• Task description
From the listing below, work out how many lines contain "MetricTable"; the answer is that number and nothing more.

───── Data to process ─────

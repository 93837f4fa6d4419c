pub mod count;
pub mod vdj;

use crate::{
    error::ExtractError,
    websummary::{
        classify,
        types::{Alarms, MetricTable, SampleInfo},
        Variant,
    },
};
use regex::Regex;
use serde::Serialize;
use serde_json::Value;
use std::collections::BTreeMap;

pub use count::extract_count;
pub use vdj::extract_vdj;

#[derive(Debug, Clone, PartialEq, Serialize)]
#[serde(untagged)]
pub enum MetricValue {
    Number(f64),
    Text(String),
}

impl MetricValue {
    pub fn as_f64(&self) -> Option<f64> {
        match self {
            MetricValue::Number(n) => Some(*n),
            MetricValue::Text(_) => None,
        }
    }
}

pub type MetricRecord = BTreeMap<String, MetricValue>;

/// What one web summary yields.
#[derive(Debug, Clone, Serialize)]
pub struct Extraction {
    pub variant: Variant,
    /// `summary.sample.id`, when the report carries a non-empty one.
    pub sample_name: Option<String>,
    pub record: MetricRecord,
    pub warnings: Vec<String>,
}

/// Classifies the payload and runs the matching extractor.
pub fn extract_payload(payload: &Value) -> Result<Extraction, ExtractError> {
    match classify(payload)? {
        Variant::Count => extract_count(payload),
        Variant::Vdj => extract_vdj(payload),
    }
}

/// Maps row labels onto record keys. Patterns are tried when no exact label matches;
/// their key is a `Captures::expand` template and is lowercased.
pub(crate) struct MetricRules {
    pub exact: &'static [(&'static str, &'static str)],
    pub patterns: Vec<(Regex, &'static str)>,
}

impl MetricRules {
    pub fn new(exact: &'static [(&'static str, &'static str)]) -> Self {
        Self {
            exact,
            patterns: Vec::new(),
        }
    }

    pub fn with_patterns(mut self, patterns: &[(&str, &'static str)]) -> Self {
        for (pattern, template) in patterns {
            let re = Regex::new(pattern).expect("valid metric label pattern");
            self.patterns.push((re, *template));
        }
        self
    }

    pub fn key_for(&self, label: &str) -> Option<String> {
        if let Some((_, key)) = self.exact.iter().find(|(l, _)| *l == label) {
            return Some((*key).to_string());
        }
        self.patterns.iter().find_map(|(re, template)| {
            let caps = re.captures(label)?;
            let mut key = String::new();
            caps.expand(template, &mut key);
            Some(key.to_ascii_lowercase())
        })
    }
}

/// Parses a displayed metric value. Thousands separators are dropped and a trailing
/// `%` is stripped, so percentages stay on the 0-100 scale they are shown in.
pub fn parse_number(value: &Value) -> Option<f64> {
    let parsed = match value {
        Value::Number(n) => n.as_f64(),
        Value::String(s) => {
            let cleaned: String = s.trim().chars().filter(|c| *c != ',').collect();
            let cleaned = cleaned.strip_suffix('%').unwrap_or(cleaned.as_str());
            cleaned.trim().parse::<f64>().ok()
        }
        _ => None,
    };
    parsed.filter(|n| n.is_finite())
}

pub(crate) fn collect_numbers(
    record: &mut MetricRecord,
    table: &MetricTable,
    rules: &MetricRules,
    prefix: &str,
) {
    for (label, value) in table.labeled_rows() {
        let Some(key) = rules.key_for(label) else {
            continue;
        };
        if let Some(n) = parse_number(value) {
            record.insert(format!("{prefix}{key}"), MetricValue::Number(n));
        }
    }
}

const PIPELINE_INFO: &[(&str, &str)] = &[
    ("Chemistry", "chemistry"),
    ("Pipeline Version", "pipeline_version"),
    ("Cell Ranger Version", "pipeline_version"),
    ("Transcriptome", "reference"),
    ("Reference Path", "reference"),
    ("V(D)J Reference", "reference"),
];

pub(crate) fn collect_pipeline_info(record: &mut MetricRecord, table: &MetricTable) {
    for (label, value) in table.labeled_rows() {
        let Some((_, key)) = PIPELINE_INFO.iter().find(|(l, _)| *l == label) else {
            continue;
        };
        let text = match value {
            Value::String(s) => s.trim().to_string(),
            Value::Number(n) => n.to_string(),
            _ => continue,
        };
        if !text.is_empty() {
            record.insert((*key).to_string(), MetricValue::Text(text));
        }
    }
}

pub(crate) fn require(
    record: &MetricRecord,
    variant: Variant,
    keys: &[&'static str],
) -> Result<(), ExtractError> {
    for &metric in keys {
        if record.get(metric).and_then(MetricValue::as_f64).is_none() {
            return Err(ExtractError::MissingMetric { variant, metric });
        }
    }
    Ok(())
}

/// One string per alarm, in source order: the title plus the displayed value.
pub(crate) fn collect_warnings(alarms: Option<&Alarms>) -> Vec<String> {
    let Some(alarms) = alarms else {
        return Vec::new();
    };
    alarms
        .alarms
        .iter()
        .filter_map(|alarm| {
            let title = alarm.title.trim();
            let title = if title.is_empty() {
                alarm.message.as_deref().map(str::trim).unwrap_or_default()
            } else {
                title
            };
            if title.is_empty() {
                return None;
            }
            match alarm.formatted_value.as_deref().map(str::trim) {
                Some(v) if !v.is_empty() => Some(format!("{title} ({v})")),
                _ => Some(title.to_string()),
            }
        })
        .collect()
}

pub(crate) fn sample_id(sample: Option<&SampleInfo>) -> Option<String> {
    sample
        .and_then(|s| s.id.as_deref())
        .map(str::trim)
        .filter(|id| !id.is_empty())
        .map(str::to_string)
}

─────

• Reply to the task
3